Code optimization is a complex process. Using the advanced techniques of analysis of the data flow and control flow analysis, carried out transformations improvers, which can not change the semantics of the program. SLIDE 35 The most noticeable effect gives the optimization of loop. Even a single CPU cycle in loop, give big savings of successive iterations. Examples loop optimization level intermediate code is: the use of induced variables reduction of operator forces Induced variables are variables whose values remain constant relationship in the body of the loop. Power reduction operator is to replace expensive operations by cheaper. Calculating sum is faster than multiplication, multiply faster than compounded SLIDE 36 on slide SLIDE 37 During code generation for its efficiency are two key steps: - choice of orders - allocation records SLIDE 38 The key date structures on Which We follow during optimization and code generation are the basic blocks and flow graphs. Basic units are linear pieces of code to which control enters and leaves at the end. With divided into blocks of code can be constructed graph of folow.

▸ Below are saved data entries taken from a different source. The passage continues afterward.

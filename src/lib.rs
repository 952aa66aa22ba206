// src/lib.rs

pub mod cli;
pub mod config;
pub mod engine;
pub mod errors;
pub mod exec;
pub mod fs;
pub mod logging;
pub mod nodes;
pub mod report;
pub mod types;

use std::path::PathBuf;
use std::sync::Arc;

use tracing::{debug, info};

use crate::cli::CliArgs;
use crate::config::{ConfigFile, default_config_path, load_and_validate};
use crate::engine::{Nightly, NightlySettings, PipelineOptions, checked_images};
use crate::errors::Result;
use crate::exec::{Collaborators, ShellBackend};
use crate::fs::{ImageRepo, RealFileSystem};
use crate::nodes::{Selection, parse_selection};

/// High-level entry point used by `main.rs`; returns the run status.
///
/// This wires together:
/// - config loading
/// - node selection (command line over `[testbed].nodes`)
/// - the command-backed collaborators
/// - the image repository on the local filesystem
pub async fn run(args: CliArgs) -> Result<bool> {
    let config_path = args
        .config
        .as_deref()
        .map(PathBuf::from)
        .unwrap_or_else(default_config_path);
    let cfg = load_and_validate(&config_path)?;
    info!(config = %config_path.display(), "configuration loaded");

    let selection = select_nodes(&cfg, &args.selection)?;
    let options = PipelineOptions {
        dry_run: args.verbose,
        speedy: args.speedy,
    };
    let settings = NightlySettings::from_config(&cfg, options);

    if args.print_config {
        print_config(&cfg, &selection, &settings);
        return Ok(true);
    }

    let backends = Collaborators::from_shared(Arc::new(ShellBackend::new(cfg.commands.clone())));
    let images = ImageRepo::new(Arc::new(RealFileSystem), cfg.image_search_path.clone());

    let outcome = Nightly::new(selection, settings, backends, images).run().await?;
    let success = outcome.success(cfg.run.on_node_failure);
    debug!(?outcome, success, "run finished");
    Ok(success)
}

/// Command-line selection, defaulting to `[testbed].nodes`.
pub fn select_nodes(cfg: &ConfigFile, args: &[String]) -> Result<Selection> {
    let defaults = parse_selection(std::slice::from_ref(&cfg.testbed.nodes), None)?;
    parse_selection(args, Some(&defaults))
}

/// `--print-config` output: what a run would do, without doing it.
fn print_config(cfg: &ConfigFile, selection: &Selection, settings: &NightlySettings) {
    println!("nightcheck configuration");
    println!("  testbed = {} (resource {})", cfg.testbed.name, cfg.testbed.resource);
    println!("  principal = {}", cfg.testbed.principal);
    println!(
        "  nodes ({}) = {:?}",
        selection.len(),
        selection.to_vec()
    );
    println!(
        "  dry_run = {}, speedy = {}",
        settings.options.dry_run, settings.options.speedy
    );
    println!("  on_node_failure = {:?}", cfg.run.on_node_failure);
    println!();

    let t = &cfg.timeouts;
    println!("timeouts:");
    println!("  power = {:?} (check after {:?})", t.power, t.power_check_delay);
    println!("  load = {:?}", t.load);
    println!("  wait_ssh = {:?} (backoff {:?})", t.wait_ssh, cfg.networking.ssh_backoff);
    println!("  check_image = {:?}", t.check_image);
    println!("  status = {:?}", t.status);
    println!("  bandwidth = {} Mbps", cfg.networking.bandwidth);
    println!();

    let checked = checked_images(&cfg.images, settings.options);
    println!("images ({} of {}):", checked.len(), cfg.images.len());
    for image in checked {
        println!("  - {}", image.name);
        println!("      markers: {:?}", image.markers);
    }
    println!(
        "  search_path: {:?}",
        cfg.image_search_path
    );
    println!();

    println!("mail:");
    println!("  from = {}", cfg.mail.from);
    println!("  to = {:?}", settings.recipients());

    debug!("print-config complete (testbed untouched)");
}
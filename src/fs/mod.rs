// src/fs/mod.rs

use std::fmt::Debug;
use std::fs;
use std::path::{Path, PathBuf};

use anyhow::{Context, Result};

pub mod images;
pub mod mock;

pub use images::{ImageRepo, ResolvedImage};

/// Abstract filesystem interface, as far as image lookup needs one.
pub trait FileSystem: Send + Sync + Debug {
    fn is_file(&self, path: &Path) -> bool;
    fn is_dir(&self, path: &Path) -> bool;
    fn canonicalize(&self, path: &Path) -> Result<PathBuf>;

    /// Return a list of entries in a directory.
    /// Returns full paths.
    fn read_dir(&self, path: &Path) -> Result<Vec<PathBuf>>;
}

/// Implementation that uses `std::fs`.
#[derive(Debug, Clone, Default)]
pub struct RealFileSystem;

impl FileSystem for RealFileSystem {
    fn is_file(&self, path: &Path) -> bool {
        path.is_file()
    }

    fn is_dir(&self, path: &Path) -> bool {
        path.is_dir()
    }

    fn canonicalize(&self, path: &Path) -> Result<PathBuf> {
        fs::canonicalize(path).with_context(|| format!("canonicalizing {:?}", path))
    }

    fn read_dir(&self, path: &Path) -> Result<Vec<PathBuf>> {
        let mut entries = Vec::new();
        for entry in fs::read_dir(path).with_context(|| format!("reading dir {:?}", path))? {
            let entry = entry?;
            entries.push(entry.path());
        }
        Ok(entries)
    }
}
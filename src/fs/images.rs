// src/fs/images.rs

//! Locating image artifacts on the local image repository.

use std::path::{Path, PathBuf};
use std::sync::Arc;

use tracing::debug;

use crate::config::ImageSpec;
use crate::errors::{NightcheckError, Result};
use crate::fs::FileSystem;

/// An image to check, with its artifact located on disk.
///
/// `path` is `None` for images that are only checked, never loaded.
#[derive(Debug, Clone, PartialEq, Eq)]
pub struct ResolvedImage {
    pub name: String,
    pub path: Option<PathBuf>,
    pub markers: Vec<String>,
}

impl ResolvedImage {
    /// An image whose artifact is not looked up.
    pub fn unlocated(spec: &ImageSpec) -> Self {
        Self {
            name: spec.name.clone(),
            path: None,
            markers: spec.markers.clone(),
        }
    }
}

#[derive(Debug, Clone)]
pub struct ImageRepo {
    fs: Arc<dyn FileSystem>,
    search_path: Vec<PathBuf>,
}

impl ImageRepo {
    pub fn new(fs: Arc<dyn FileSystem>, search_path: Vec<PathBuf>) -> Self {
        Self { fs, search_path }
    }

    /// First of `<dir>/<name>` or `<dir>/<name>.ndz` found along the search
    /// path.
    pub fn locate(&self, name: &str) -> Option<PathBuf> {
        let candidates = [name.to_string(), format!("{name}.ndz")];
        for dir in &self.search_path {
            for candidate in &candidates {
                let path = dir.join(candidate);
                if self.fs.is_file(&path) {
                    debug!(image = %name, path = %path.display(), "image located");
                    return Some(self.fs.canonicalize(&path).unwrap_or(path));
                }
            }
        }
        None
    }

    /// Locate every image, failing on the first one that is missing.
    pub fn resolve_all(&self, images: &[ImageSpec]) -> Result<Vec<ResolvedImage>> {
        images
            .iter()
            .map(|spec| {
                let path = self.locate(&spec.name).ok_or_else(|| {
                    NightcheckError::ImageNotFound(format!(
                        "'{}' not found in {}; available: [{}]",
                        spec.name,
                        self.search_path_display(),
                        self.available().join(", ")
                    ))
                })?;
                Ok(ResolvedImage {
                    name: spec.name.clone(),
                    path: Some(path),
                    markers: spec.markers.clone(),
                })
            })
            .collect()
    }

    /// Image names found along the search path, for diagnostics.
    pub fn available(&self) -> Vec<String> {
        let mut names: Vec<String> = self
            .search_path
            .iter()
            .filter(|dir| self.fs.is_dir(dir))
            .filter_map(|dir| self.fs.read_dir(dir).ok())
            .flatten()
            .filter(|p| self.fs.is_file(p))
            .filter_map(|p| file_stem(&p))
            .collect();
        names.sort();
        names.dedup();
        names
    }

    fn search_path_display(&self) -> String {
        self.search_path
            .iter()
            .map(|p| p.display().to_string())
            .collect::<Vec<_>>()
            .join(":")
    }
}

fn file_stem(path: &Path) -> Option<String> {
    let name = path.file_name()?.to_str()?;
    Some(name.strip_suffix(".ndz").unwrap_or(name).to_string())
}
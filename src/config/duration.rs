// src/config/duration.rs

use std::time::Duration;

/// Parse a simple duration string like `"3s"`, `"250ms"`, `"1m"`, `"2h"`.
pub fn parse_duration(s: &str) -> Result<Duration, String> {
    let s = s.trim();
    if s.is_empty() {
        return Err("empty duration string".to_string());
    }

    // Find the boundary between digits and suffix.
    let idx = s
        .chars()
        .position(|c| !c.is_ascii_digit())
        .ok_or_else(|| format!("duration '{s}' missing unit suffix"))?;

    let (num_part, unit_part) = s.split_at(idx);
    let value: u64 = num_part
        .parse()
        .map_err(|e| format!("invalid duration number '{}': {}", num_part, e))?;
    let unit = unit_part.trim().to_lowercase();

    let secs_per_unit = match unit.as_str() {
        "ms" => return Ok(Duration::from_millis(value)),
        "s" => 1,
        "m" => 60,
        "h" => 60 * 60,
        _ => {
            return Err(format!(
                "unsupported duration unit '{}'; expected ms, s, m, or h",
                unit
            ));
        }
    };
    value
        .checked_mul(secs_per_unit)
        .map(Duration::from_secs)
        .ok_or_else(|| format!("duration '{s}' is out of range"))
}
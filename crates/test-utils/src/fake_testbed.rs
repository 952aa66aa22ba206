use std::collections::{HashMap, HashSet};
use std::path::{Path, PathBuf};
use std::sync::Mutex;
use std::time::Duration;

use anyhow::anyhow;

use nightcheck::exec::{
    BoxFuture, ImageDeployer, Lease, LeaseService, MailTransport, PowerControl, ReachabilityProbe,
    RemoteCommand, StatusPublisher,
};
use nightcheck::nodes::NodeRef;
use nightcheck::report::MailMessage;
use nightcheck::types::{NodeId, PowerMode};

/// One collaborator call, as recorded by [`FakeTestbed`].
#[derive(Debug, Clone, PartialEq, Eq)]
pub enum Call {
    LeaseQuery,
    Power { node: NodeId, mode: PowerMode },
    PowerOffAll(Vec<NodeId>),
    Load { nodes: Vec<NodeId>, image: PathBuf },
    WaitFor(NodeId),
    Remote { node: NodeId, command: String },
    SetAttribute { node: NodeId, key: String, value: String },
    Mail { to: Vec<String>, subject: String },
}

/// Scripted misbehaviour of one node for one operation.
#[derive(Debug, Clone, Copy, PartialEq, Eq)]
pub enum Misbehaviour {
    /// Return an error.
    Fail,
    /// Never complete.
    Hang,
}

#[derive(Debug, Clone)]
enum LeaseScript {
    Nobody,
    Held(String),
    Broken,
}

/// A fake testbed implementing every collaborator trait.
///
/// - records every call, in order
/// - succeeds by default: nodes power as asked, load, answer ssh, and
///   carry the right image (remote commands exit 0)
/// - misbehaves per node as scripted with the builder methods
pub struct FakeTestbed {
    lease: LeaseScript,
    power: HashMap<(NodeId, PowerMode), Misbehaviour>,
    load_failures: HashSet<NodeId>,
    load_hangs: bool,
    probe: HashMap<NodeId, Misbehaviour>,
    remote: HashMap<NodeId, Misbehaviour>,
    remote_status: HashMap<NodeId, i32>,
    status_fails: bool,
    status_hangs: bool,
    mail_fails: bool,
    calls: Mutex<Vec<Call>>,
}

impl FakeTestbed {
    /// Testbed leased to `principal`.
    pub fn leased_to(principal: &str) -> Self {
        Self::with_lease(LeaseScript::Held(principal.to_string()))
    }

    /// Testbed with no active lease.
    pub fn unleased() -> Self {
        Self::with_lease(LeaseScript::Nobody)
    }

    /// Testbed whose lease service is unreachable.
    pub fn broken_lease_service() -> Self {
        Self::with_lease(LeaseScript::Broken)
    }

    fn with_lease(lease: LeaseScript) -> Self {
        Self {
            lease,
            power: HashMap::new(),
            load_failures: HashSet::new(),
            load_hangs: false,
            probe: HashMap::new(),
            remote: HashMap::new(),
            remote_status: HashMap::new(),
            status_fails: false,
            status_hangs: false,
            mail_fails: false,
            calls: Mutex::new(Vec::new()),
        }
    }

    pub fn power(mut self, node: NodeId, mode: PowerMode, how: Misbehaviour) -> Self {
        self.power.insert((node, mode), how);
        self
    }

    pub fn load_fails(mut self, node: NodeId) -> Self {
        self.load_failures.insert(node);
        self
    }

    /// The whole multicast load never completes.
    pub fn load_hangs(mut self) -> Self {
        self.load_hangs = true;
        self
    }

    pub fn probe(mut self, node: NodeId, how: Misbehaviour) -> Self {
        self.probe.insert(node, how);
        self
    }

    pub fn remote(mut self, node: NodeId, how: Misbehaviour) -> Self {
        self.remote.insert(node, how);
        self
    }

    /// Exit status of the image marker check on `node`.
    pub fn remote_status(mut self, node: NodeId, status: i32) -> Self {
        self.remote_status.insert(node, status);
        self
    }

    pub fn status_fails(mut self) -> Self {
        self.status_fails = true;
        self
    }

    /// Status notifications are recorded, then never answer.
    pub fn status_hangs(mut self) -> Self {
        self.status_hangs = true;
        self
    }

    pub fn mail_fails(mut self) -> Self {
        self.mail_fails = true;
        self
    }

    /// Every recorded call, in order.
    pub fn calls(&self) -> Vec<Call> {
        self.calls.lock().unwrap().clone()
    }

    /// Nodes that received a power action of `mode`, sorted.
    pub fn power_calls(&self, mode: PowerMode) -> Vec<NodeId> {
        let mut nodes: Vec<NodeId> = self
            .calls()
            .into_iter()
            .filter_map(|c| match c {
                Call::Power { node, mode: m } if m == mode => Some(node),
                _ => None,
            })
            .collect();
        nodes.sort();
        nodes
    }

    /// Nodes probed for ssh reachability, sorted, duplicates kept.
    pub fn probed(&self) -> Vec<NodeId> {
        let mut nodes: Vec<NodeId> = self
            .calls()
            .into_iter()
            .filter_map(|c| match c {
                Call::WaitFor(node) => Some(node),
                _ => None,
            })
            .collect();
        nodes.sort();
        nodes
    }

    /// Nodes a remote command ran on, sorted, duplicates kept.
    pub fn remote_nodes(&self) -> Vec<NodeId> {
        let mut nodes: Vec<NodeId> = self
            .calls()
            .into_iter()
            .filter_map(|c| match c {
                Call::Remote { node, .. } => Some(node),
                _ => None,
            })
            .collect();
        nodes.sort();
        nodes
    }

    /// Node lists handed to the image loader, one entry per load.
    pub fn loads(&self) -> Vec<Vec<NodeId>> {
        self.calls()
            .into_iter()
            .filter_map(|c| match c {
                Call::Load { nodes, .. } => Some(nodes),
                _ => None,
            })
            .collect()
    }

    pub fn mails(&self) -> Vec<(Vec<String>, String)> {
        self.calls()
            .into_iter()
            .filter_map(|c| match c {
                Call::Mail { to, subject } => Some((to, subject)),
                _ => None,
            })
            .collect()
    }

    /// Node lists handed to the final power-off.
    pub fn off_all(&self) -> Vec<Vec<NodeId>> {
        self.calls()
            .into_iter()
            .filter_map(|c| match c {
                Call::PowerOffAll(nodes) => Some(nodes),
                _ => None,
            })
            .collect()
    }

    /// Calls other than the lease query.
    pub fn touched(&self) -> bool {
        self.calls().iter().any(|c| *c != Call::LeaseQuery)
    }

    fn record(&self, call: Call) {
        self.calls.lock().unwrap().push(call);
    }
}

async fn misbehave(how: Option<Misbehaviour>, what: &str) -> anyhow::Result<()> {
    match how {
        None => Ok(()),
        Some(Misbehaviour::Fail) => Err(anyhow!("{what} failed")),
        Some(Misbehaviour::Hang) => std::future::pending().await,
    }
}

impl LeaseService for FakeTestbed {
    fn active_lease<'a>(&'a self, _resource: &'a str) -> BoxFuture<'a, anyhow::Result<Option<Lease>>> {
        Box::pin(async move {
            self.record(Call::LeaseQuery);
            match &self.lease {
                LeaseScript::Nobody => Ok(None),
                LeaseScript::Held(principal) => Ok(Some(Lease {
                    principal: principal.clone(),
                    window: None,
                })),
                LeaseScript::Broken => Err(anyhow!("lease service unreachable")),
            }
        })
    }
}

impl PowerControl for FakeTestbed {
    fn send_action<'a>(
        &'a self,
        node: &'a NodeRef,
        mode: PowerMode,
        _check_delay: Duration,
    ) -> BoxFuture<'a, anyhow::Result<()>> {
        Box::pin(async move {
            self.record(Call::Power { node: node.id, mode });
            misbehave(self.power.get(&(node.id, mode)).copied(), &format!("power {mode} on {node}"))
                .await
        })
    }

    fn power_off_all<'a>(&'a self, nodes: &'a [NodeRef]) -> BoxFuture<'a, anyhow::Result<()>> {
        Box::pin(async move {
            self.record(Call::PowerOffAll(nodes.iter().map(|n| n.id).collect()));
            Ok(())
        })
    }
}

impl ImageDeployer for FakeTestbed {
    fn load<'a>(
        &'a self,
        nodes: &'a [NodeRef],
        image: &'a Path,
        _bandwidth: u32,
        _timeout: Duration,
    ) -> BoxFuture<'a, anyhow::Result<Vec<(NodeId, anyhow::Result<()>)>>> {
        Box::pin(async move {
            self.record(Call::Load {
                nodes: nodes.iter().map(|n| n.id).collect(),
                image: image.to_path_buf(),
            });
            if self.load_hangs {
                std::future::pending::<()>().await;
            }
            Ok(nodes
                .iter()
                .map(|n| {
                    let res = if self.load_failures.contains(&n.id) {
                        Err(anyhow!("{n} did not load"))
                    } else {
                        Ok(())
                    };
                    (n.id, res)
                })
                .collect())
        })
    }
}

impl ReachabilityProbe for FakeTestbed {
    fn wait_for<'a>(
        &'a self,
        node: &'a NodeRef,
        _backoff: Duration,
        _timeout: Duration,
    ) -> BoxFuture<'a, anyhow::Result<()>> {
        Box::pin(async move {
            self.record(Call::WaitFor(node.id));
            misbehave(self.probe.get(&node.id).copied(), &format!("ssh to {node}")).await
        })
    }
}

impl RemoteCommand for FakeTestbed {
    fn run<'a>(&'a self, node: &'a NodeRef, command: &'a str) -> BoxFuture<'a, anyhow::Result<i32>> {
        Box::pin(async move {
            self.record(Call::Remote {
                node: node.id,
                command: command.to_string(),
            });
            misbehave(self.remote.get(&node.id).copied(), &format!("ssh to {node}")).await?;
            Ok(self.remote_status.get(&node.id).copied().unwrap_or(0))
        })
    }
}

impl StatusPublisher for FakeTestbed {
    fn set_attribute<'a>(
        &'a self,
        node: NodeId,
        key: &'a str,
        value: &'a str,
    ) -> BoxFuture<'a, anyhow::Result<()>> {
        Box::pin(async move {
            self.record(Call::SetAttribute {
                node,
                key: key.to_string(),
                value: value.to_string(),
            });
            if self.status_hangs {
                std::future::pending::<()>().await;
            }
            if self.status_fails {
                return Err(anyhow!("status dashboard unavailable"));
            }
            Ok(())
        })
    }
}

impl MailTransport for FakeTestbed {
    fn send<'a>(&'a self, message: &'a MailMessage) -> BoxFuture<'a, anyhow::Result<()>> {
        Box::pin(async move {
            self.record(Call::Mail {
                to: message.to.clone(),
                subject: message.subject.clone(),
            });
            if self.mail_fails {
                return Err(anyhow!("smtp relay refused the message"));
            }
            Ok(())
        })
    }
}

In the graph, the vertices are blocks, and the edges are control flow between the blocks. SLIDE 39-41 on slide SLIDE 42 The executable program, it must be connected with the so-called the run-time environment, whose tasks include, among others: providing access to non-local names; exception handling; dynamic memory allocation passing parameters to subprogram SLIDE 43 A major problem that must be solved in a run-time environment is the problem of access to non-local names, and to declare local variables. Rules of the visibility of language, appoint the way interpretation of references is a non-local names. SLIDE 44 Regardless of which visibility rule is applied, the run-time environment must provide a suitable linkage names in return.